Last week, Tennessee Governor Bill Haslam (R) signed S.B. 2005 into law, amending Tennessee’s breach notification law to broaden the scope of information covered and require quicker notifications of the state’s residents. Most notably, when the amendments enter into force on July 1, 2016, Tennessee will become the only U.S. state that could require notification of affected individuals following breaches of encrypted information. The amendments will also require businesses to notify Tennessee residents within 45 days after the business discovers the breach.
All 47 states (plus the District of Columbia) that have enacted breach notification laws currently include an exemption from notification if a breach only discloses encrypted information. The bill’s sponsor, state Sen.
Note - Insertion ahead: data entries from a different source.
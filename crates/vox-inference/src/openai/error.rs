//! OpenAI-specific error handling.

use vox_core::Error;

use super::types::OpenAIErrorResponse;

/// OpenAI-specific error codes.
#[derive(Debug, Clone, Copy, PartialEq, Eq)]
pub enum OpenAIErrorCode {
    /// Invalid authentication credentials.
    AuthenticationError,
    /// Rate limit exceeded.
    RateLimitExceeded,
    /// Model not found or not available.
    ModelNotFound,
    /// Request too large.
    ContextLengthExceeded,
    /// Uploaded media is not a format the endpoint accepts.
    UnsupportedMedia,
    /// Malformed request.
    InvalidRequest,
    /// Server error.
    ServerError,
    /// Unknown error.
    Unknown,
}

impl OpenAIErrorCode {
    /// Determine error code from HTTP status and error type.
    pub fn from_response(status: u16, error_type: &str) -> Self {
        match (status, error_type) {
            (401 | 403, _) => Self::AuthenticationError,
            (429, _) => Self::RateLimitExceeded,
            (404, _) | (_, "model_not_found") => Self::ModelNotFound,
            (400, _) if error_type.contains("context_length") => Self::ContextLengthExceeded,
            (415, _) => Self::UnsupportedMedia,
            (400, _) if error_type.contains("invalid_file") => Self::UnsupportedMedia,
            (400 | 413 | 422, _) => Self::InvalidRequest,
            (500..=599, _) => Self::ServerError,
            _ => Self::Unknown,
        }
    }
}

/// Convert an OpenAI error to a vox Error carrying the right retry class.
pub fn to_vox_error(code: OpenAIErrorCode, message: &str) -> Error {
    match code {
        OpenAIErrorCode::AuthenticationError => {
            Error::Unauthorized(format!("Authentication failed: {}", message))
        }
        OpenAIErrorCode::RateLimitExceeded => Error::RateLimited(message.to_string()),
        OpenAIErrorCode::ModelNotFound => Error::Config(format!("Model not found: {}", message)),
        OpenAIErrorCode::ContextLengthExceeded => {
            Error::InvalidInput(format!("Context too long: {}", message))
        }
        OpenAIErrorCode::UnsupportedMedia => Error::UnsupportedFormat(message.to_string()),
        OpenAIErrorCode::InvalidRequest => Error::InvalidInput(message.to_string()),
        OpenAIErrorCode::ServerError => {
            Error::ServiceUnavailable(format!("Server error: {}", message))
        }
        OpenAIErrorCode::Unknown => Error::Inference(message.to_string()),
    }
}

/// Build the error for a non-success response from an OpenAI-compatible API.
pub fn error_from_response(status: u16, body: &str) -> Error {
    let parsed = OpenAIErrorResponse::parse(body);
    let code = OpenAIErrorCode::from_response(status, &parsed.error.error_type);
    to_vox_error(
        code,
        &format!("API returned {}: {}", status, parsed.error.message),
    )
}

#[cfg(test)]
mod tests {
    use super::*;
    use vox_core::ErrorClass;

    #[test]
    fn test_error_code_from_401() {
        let code = OpenAIErrorCode::from_response(401, "invalid_api_key");
        assert_eq!(code, OpenAIErrorCode::AuthenticationError);
    }

    #[test]
    fn test_error_code_from_429() {
        let code = OpenAIErrorCode::from_response(429, "rate_limit_exceeded");
        assert_eq!(code, OpenAIErrorCode::RateLimitExceeded);
    }

    #[test]
    fn test_error_code_from_404() {
        let code = OpenAIErrorCode::from_response(404, "model_not_found");
        assert_eq!(code, OpenAIErrorCode::ModelNotFound);
    }

    #[test]
    fn test_error_code_from_5xx() {
        assert_eq!(
            OpenAIErrorCode::from_response(500, "server_error"),
            OpenAIErrorCode::ServerError
        );
        assert_eq!(
            OpenAIErrorCode::from_response(503, "unavailable"),
            OpenAIErrorCode::ServerError
        );
    }

    #[test]
    fn test_error_code_for_bad_media() {
        assert_eq!(
            OpenAIErrorCode::from_response(415, ""),
            OpenAIErrorCode::UnsupportedMedia
        );
        assert_eq!(
            OpenAIErrorCode::from_response(400, "invalid_file_format"),
            OpenAIErrorCode::UnsupportedMedia
        );
        assert_eq!(
            OpenAIErrorCode::from_response(400, "invalid_request_error"),
            OpenAIErrorCode::InvalidRequest
        );
    }

    #[test]
    fn test_error_code_from_unknown() {
        let code = OpenAIErrorCode::from_response(418, "im_a_teapot");
        assert_eq!(code, OpenAIErrorCode::Unknown);
    }

    #[test]
    fn test_only_transient_codes_are_retryable() {
        for (code, retryable) in [
            (OpenAIErrorCode::AuthenticationError, false),
            (OpenAIErrorCode::RateLimitExceeded, true),
            (OpenAIErrorCode::ModelNotFound, false),
            (OpenAIErrorCode::ContextLengthExceeded, false),
            (OpenAIErrorCode::UnsupportedMedia, false),
            (OpenAIErrorCode::InvalidRequest, false),
            (OpenAIErrorCode::ServerError, true),
            (OpenAIErrorCode::Unknown, true),
        ] {
            let err = to_vox_error(code, "x");
            assert_eq!(
                err.class().is_retryable(),
                retryable,
                "{:?} maps to {}",
                code,
                err.class()
            );
        }
    }

    #[test]
    fn test_error_from_response() {
        let err = error_from_response(
            401,
            r#"{"error": {"message": "Incorrect API key", "type": "invalid_request_error"}}"#,
        );
        assert_eq!(err.class(), ErrorClass::PermanentAuthError);
        assert!(err.to_string().contains("Incorrect API key"));

        let err = error_from_response(429, "slow down");
        assert_eq!(err.class(), ErrorClass::RateLimited);
        assert!(err.to_string().contains("429"));
    }
}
Bill Ketron (R), told the legislature during the bill’s consideration that the change was needed because “encrypted data is now being stolen almost as easily as unencrypted [data].” However, the bill did not amend the requirement that a breach must “materially compromise the security, confidentiality, or integrity of the personal information” subject to the breach, which may protect businesses from having to notify Tennessee residents following breaches of encrypted information where only a remote possibility of harm exists.
Tennessee also joins a growing trend of states that have recently amended their breach notification laws to establish explicit deadlines for notifying affected state residents. While the 45-day deadline implemented by S.B. 2005 mirrors requirements found in several other states, these amendments go further than many other states by not including any language that extends this 45-day deadline if necessary to investigate a breach or restore the security of the breached system. The only circumstances under which the deadline can be extended is if law enforcement decides that providing notifications will impede a criminal investigation.
The amendments will also add a safe harbor to Tennessee’s breach notification statute for entities that are subject to HIPAA, in addition to the pre-existing safe harbor for entities subject to the GLBA. The amendments will enter into force on July 1, 2016.